# Oppo 93



## Saddles786 (Jul 25, 2011)

I'm also considering oppo 93. At the moment I have a samsung BD-P1600. Will it make a big difference in sound and picture?


----------



## koyaan (Mar 2, 2010)

The Oppo is capable of producing both better sound and picture. how much difference it will make depends largely on yor setup. I've got a BDP83SE and a Pioneer Elite 47A in my system, but I find that though the Pioneer was the more expensive machine , the Oppo gives me a more enjoyable listening and viewing experience.


----------



## Jungle Jack (Jul 28, 2009)

Saddles786 said:


> I'm also considering oppo 93. At the moment I have a samsung BD-P1600. Will it make a big difference in sound and picture?


Hello,
If using HDMI, the biggest differences will be with DVD, Netflix, MKV Files and the like. BD's will not appear magically better. What is a major difference is how OPPO responds to Firmware Updates such as in the case of a new Blu-Ray that creates problems for existing Players and needs an Update to be played. 

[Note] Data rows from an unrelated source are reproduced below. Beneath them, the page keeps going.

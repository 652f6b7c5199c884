//! Token filter implementations for token transformation.
//!
//! Filters consume a token stream and produce a new one. Every filter keeps
//! the relative order of the tokens it lets through.
//!
//! # Available Filters
//!
//! - [`stop::StopFilter`] - Removes stop words (case-insensitive)
//! - [`stem::StemFilter`] - Reduces words to their stem form
//! - [`lemma::LemmaFilter`] - Maps words to their dictionary base form
//!
//! # Filter Chaining
//!
//! ```text
//! Tokenizer → Stop Words → Stemmer → Lemmatizer
//! ```

use crate::analysis::token::TokenStream;

/// Trait for filters that transform token streams.
pub trait Filter: Send + Sync {
    /// Apply this filter to a token stream.
    fn filter(&self, tokens: TokenStream) -> TokenStream;

    /// Get the name of this filter (for debugging and configuration).
    fn name(&self) -> &'static str;
}

pub mod lemma;
pub mod stem;
pub mod stop;

pub use lemma::{LemmaDictionary, LemmaFilter};
pub use stem::{PorterStemmer, StemFilter, Stemmer};
pub use stop::StopFilter;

OPPO's CS is as good as it gets and the Loading Speeds are fantastic as is the fact you can Eject a Disc from Standby pretty much instantaneously.
Cheers,
JJ


----------



## Saddles786 (Jul 25, 2011)

Hi there. I'm currently running a Denon 2809 with Energy all round including sub. So I think I'm going to opt for the oppo. Thanks for advice its really appreciated.


----------



## Jungle Jack (Jul 28, 2009)

Hello,
I think you will love it. I certainly love mine. I have never been so pleased with a Digital Source and I spent 3 times as much on my DVD Player. (makes me feel idiotic) The redesign of the Disc Loader and Industrial Design language really make it feel and look like a far more expensive BDP. And of course preform.
Cheers,
JJ


----------



## flyng_fool (Apr 10, 2010)

It looks like a may be getting a new job here soon(fingers crossed) that pays substantially better than my old one. If that happens I'm treating myself to an Oppo BD-93!


----------



## Jungle Jack (Jul 28, 2009)

flyng_fool said:


> It looks like a may be getting a new job here soon(fingers crossed) that pays substantially better than my old one. If that happens I'm treating myself to an Oppo BD-93!


Hello,
Nothing but the best of luck on the potential new Job. You will love the 93 if everything works out.
Cheers,
JJ


----------



## tcarcio (Jun 27, 2007)

Good luck on the new job and with the new Oppo. I love mine. I just started streaming with netflix and although the pic quality is not the best it is nice to see some old shows that I haven't seen in years. Good luck...:T


----------



## Sevenfeet (Feb 2, 2009)

I don't think that Netflix is the Oppo 93's strongest play, but it's still nice. Few Netflix players rival the PS3 on Netflix (1080p/5.1 audio + latest Netflix APIs). But I want the Oppo 93 as well...I just need to justify the $500 outlay to my wife.


----------



## Jungle Jack (Jul 28, 2009)

Sevenfeet said:


> I don't think that Netflix is the Oppo 93's strongest play, but it's still nice. Few Netflix players rival the PS3 on Netflix (1080p/5.1 audio + latest Netflix APIs). But I want the Oppo 93 as well...I just need to justify the $500 outlay to my wife.


Hello,
I do prefer the PQ of the OPPO over the PS3 for Netflix thanks to the OPPO offering Marvell's Qdeo Video Processing. Moreover, I have not noticed a huge difference between DD from the PS3 and PLII from the OPPO. This is entirely Netflix related as I always notice DD sounding far better.
Cheers,
JJ


----------



## tcarcio (Jun 27, 2007)

I did hear that Oppo is coming out with the firmware fix so you can stream Netflix in 1080p and 5.1 audio but as of now there is no definite date when. Hopefully it will be soon.


----------



## Jungle Jack (Jul 28, 2009)

Netflix is what is holding up the release of DD. Sony paid to have the exclusivity of DD and I am not sure how long the window is. OPPO being the definition of Customer Oriented will release this Update the moment that Netflix makes it available.


----------



## rubbersoul (Nov 12, 2007)

After having problems with my newly purchased Sony 960 mega player after just two months and about sixty hours of play I was able to return the Sony AFTER it was fixed in Laredo Texas (three weeks b/c of a back-order in parts) I purchased the Oppo93.
This is not my first experience with Oppo as I had the Oppo83 and sold it for the Sony960. The Sony had a beautiful picture and the audio was very good for just having optical. 
However as I said it's life was short lived.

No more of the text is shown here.